WHAT YOU SHOULD DO:
Report the count of lines containing the word "bool" in the entries below, and nothing more.

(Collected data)
**********

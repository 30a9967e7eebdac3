//! Metric recording

pub mod prometheus_sink;
pub mod sink;

pub use prometheus_sink::PrometheusMetricsSink;
pub use sink::{InMemoryMetricsSink, MetricDomain, MetricSample, MetricsSink, NoopMetricsSink};
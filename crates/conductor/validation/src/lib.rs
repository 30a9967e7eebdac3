//! Structural validation for Conductor workflows.
//!
//! Pure, stateless checks:
//!
//! - [`steps`]: step configuration sequences (required fields, bounds,
//!   dependency existence, cycle freedom, aggregate resource ceilings)
//! - [`state`]: in-flight [`WorkflowState`](conductor_types::WorkflowState)
//!   values, producing errors and warnings

#![deny(unsafe_code)]

pub mod error;
pub mod limits;
pub mod state;
pub mod steps;

pub use error::{Result, ValidationError};
pub use limits::{ResourceLimits, MAX_SAFE_INTEGER};
pub use state::{validate_state, validate_state_at, ValidationReport};
pub use steps::{
    detect_cycles, validate_aggregate_resources, validate_dependencies, validate_priorities,
    validate_required_fields, validate_resources, validate_steps, validate_timeouts,
    validate_unique_ids,
};
use embassy_time::{Duration, Instant};

use crate::keyboard::Keyboard;
use crate::keycode::KeyCode;
use crate::modifier::HidModifiers;
use crate::report::HidReporter;

#[derive(Clone, Copy, Debug, Default)]
pub(crate) struct CapsWordState {
    active: bool,
    /// The pressed key is sent with shift
    shift: bool,
    last_activity: Option<Instant>,
}

impl CapsWordState {
    pub(crate) fn is_active(&self) -> bool {
        self.active
    }

    pub(crate) fn is_shifting(&self) -> bool {
        self.active && self.shift
    }

    pub(crate) fn clear_shift(&mut self) {
        self.shift = false;
    }

    pub(crate) fn deadline(&self, idle_timeout: Duration) -> Option<Instant> {
        if !self.active {
            return None;
        }
        self.last_activity.map(|t| t + idle_timeout)
    }

    fn activate(&mut self, now: Instant) {
        self.active = true;
        self.shift = false;
        self.last_activity = Some(now);
    }

    fn deactivate(&mut self) {
        self.active = false;
        self.shift = false;
        self.last_activity = None;
    }
}

impl<'a, R: HidReporter, const ROW: usize, const COL: usize, const NUM_LAYER: usize> Keyboard<'a, R, ROW, COL, NUM_LAYER> {
    pub(crate) fn toggle_caps_word(&mut self, now: Instant) {
        if self.caps_word.is_active() {
            debug!("Caps word off");
            self.caps_word.deactivate();
        } else {
            debug!("Caps word on");
            self.caps_word.activate(now);
        }
    }

    /// Check a pressed key against caps word: shift it, let it continue the word, or end the word.
    pub(crate) fn update_caps_word(&mut self, key: KeyCode, now: Instant) {
        if !self.caps_word.is_active() || key.is_modifier() {
            return;
        }
        // Shortcuts end the word, only shift may be held
        let shift = HidModifiers::new().with_left_shift(true).with_right_shift(true);
        if !((self.held_modifiers | self.with_modifiers) & !shift).is_empty() {
            debug!("Caps word ended by {:?} with a modifier", key);
            self.caps_word.deactivate();
            return;
        }
        if key.is_caps_word_continue_key() {
            self.caps_word.shift = key.is_caps_word_shifted_key();
            self.caps_word.last_activity = Some(now);
        } else {
            debug!("Caps word ended by {:?}", key);
            self.caps_word.deactivate();
        }
    }

    pub(crate) fn expire_caps_word(&mut self, now: Instant) {
        if let Some(deadline) = self.caps_word.deadline(self.behavior.caps_word.idle_timeout) {
            if now >= deadline {
                debug!("Caps word idle timeout");
                self.caps_word.deactivate();
            }
        }
    }
}
use embassy_time::Duration;
use heapless::Vec;

use crate::action::KeyAction;
use crate::combo::{COMBO_MAX_NUM, Combo};

// Max number of per-key tapping terms
pub(crate) const TAPPING_TERM_OVERRIDE_MAX_NUM: usize = 8;

/// Config for configurable action behavior
#[derive(Clone, Debug, Default)]
pub struct BehaviorConfig {
    pub tap_hold: TapHoldConfig,
    pub one_shot: OneShotConfig,
    pub combo: CombosConfig,
    pub caps_word: CapsWordConfig,
    pub mouse: MouseConfig,
}

/// Configurations for tap hold behavior
///
/// A tap-hold key is a tap when it's released before its tapping term, and a hold otherwise.
/// Other keys pressed in the meantime don't change the decision.
#[derive(Clone, Debug)]
pub struct TapHoldConfig {
    /// Default tapping term
    pub tapping_term: Duration,
    /// Tapping terms of specific tap-hold keys
    pub overrides: Vec<(KeyAction, Duration), TAPPING_TERM_OVERRIDE_MAX_NUM>,
}

impl Default for TapHoldConfig {
    fn default() -> Self {
        Self {
            tapping_term: Duration::from_millis(150),
            overrides: Vec::new(),
        }
    }
}

impl TapHoldConfig {
    /// Set the tapping term of one tap-hold key
    pub fn with_override(mut self, action: KeyAction, term: Duration) -> Self {
        if self.overrides.push((action, term)).is_err() {
            warn!("Too many tapping term overrides, {:?} uses the default term", action);
        }
        self
    }

    /// Tapping term of the given key
    pub fn tapping_term(&self, action: &KeyAction) -> Duration {
        self.overrides
            .iter()
            .find(|(a, _)| a == action)
            .map(|(_, term)| *term)
            .unwrap_or(self.tapping_term)
    }
}

/// Config for one shot behavior
#[derive(Clone, Copy, Debug)]
pub struct OneShotConfig {
    pub timeout: Duration,
}

impl Default for OneShotConfig {
    fn default() -> Self {
        Self {
            timeout: Duration::from_secs(1),
        }
    }
}

/// Config for combo behavior
#[derive(Clone, Debug)]
pub struct CombosConfig {
    pub combos: Vec<Combo, COMBO_MAX_NUM>,
    /// All keys of a combo must be pressed within this window, counted from the first press
    pub timeout: Duration,
}

impl Default for CombosConfig {
    fn default() -> Self {
        Self {
            timeout: Duration::from_millis(50),
            combos: Vec::new(),
        }
    }
}

impl CombosConfig {
    /// Pairs of combo indices which share at least one key
    pub fn overlapping_pairs(&self) -> impl Iterator<Item = (usize, usize)> + '_ {
        self.combos.iter().enumerate().flat_map(move |(i, c1)| {
            self.combos
                .iter()
                .enumerate()
                .skip(i + 1)
                .filter(move |(_, c2)| c1.overlaps(c2))
                .map(move |(j, _)| (i, j))
        })
    }
}

/// Config for caps word
#[derive(Clone, Copy, Debug)]
pub struct CapsWordConfig {
    /// Caps word turns off after this long without a key press
    pub idle_timeout: Duration,
}

impl Default for CapsWordConfig {
    fn default() -> Self {
        Self {
            idle_timeout: Duration::from_secs(5),
        }
    }
}

/// Config for mouse keys
#[derive(Clone, Copy, Debug)]
pub struct MouseConfig {
    /// Delay between the first movement and the repeat
    pub delay: Duration,
    /// Time between two movement reports while a key is held
    pub interval: Duration,
    /// Cursor step of the first movement
    pub move_delta: u8,
    /// Cursor step at full speed
    pub max_speed: u8,
    /// Number of repeats until full speed
    pub time_to_max: u8,
    pub wheel_delta: u8,
}

impl Default for MouseConfig {
    fn default() -> Self {
        Self {
            delay: Duration::from_millis(0),
            interval: Duration::from_millis(8),
            move_delta: 8,
            max_speed: 10,
            time_to_max: 64,
            wheel_delta: 1,
        }
    }
}

#[cfg(test)]
mod tests {
    use super::*;
    use crate::event::KeyPos;
    use crate::{k, mt};

    #[test]
    fn test_overlapping_pairs() {
        let config = CombosConfig {
            combos: Vec::from_iter([
                Combo::new([KeyPos::new(0, 0), KeyPos::new(0, 1)], k!(A), None),
                Combo::new([KeyPos::new(1, 0), KeyPos::new(1, 1)], k!(B), None),
                Combo::new([KeyPos::new(0, 1), KeyPos::new(1, 1)], k!(C), None),
            ]),
            ..Default::default()
        };
        let pairs: std::vec::Vec<_> = config.overlapping_pairs().collect();
        assert_eq!(pairs, [(0, 2), (1, 2)]);
    }

    #[test]
    fn test_tapping_term_override() {
        let config = TapHoldConfig::default().with_override(mt!(T, crate::modifier::SHIFT), Duration::from_millis(130));
        assert_eq!(config.tapping_term(&mt!(T, crate::modifier::SHIFT)), Duration::from_millis(130));
        assert_eq!(config.tapping_term(&mt!(T, crate::modifier::CTRL)), Duration::from_millis(150));
    }
}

**********

SOLVED EXERCISE:
4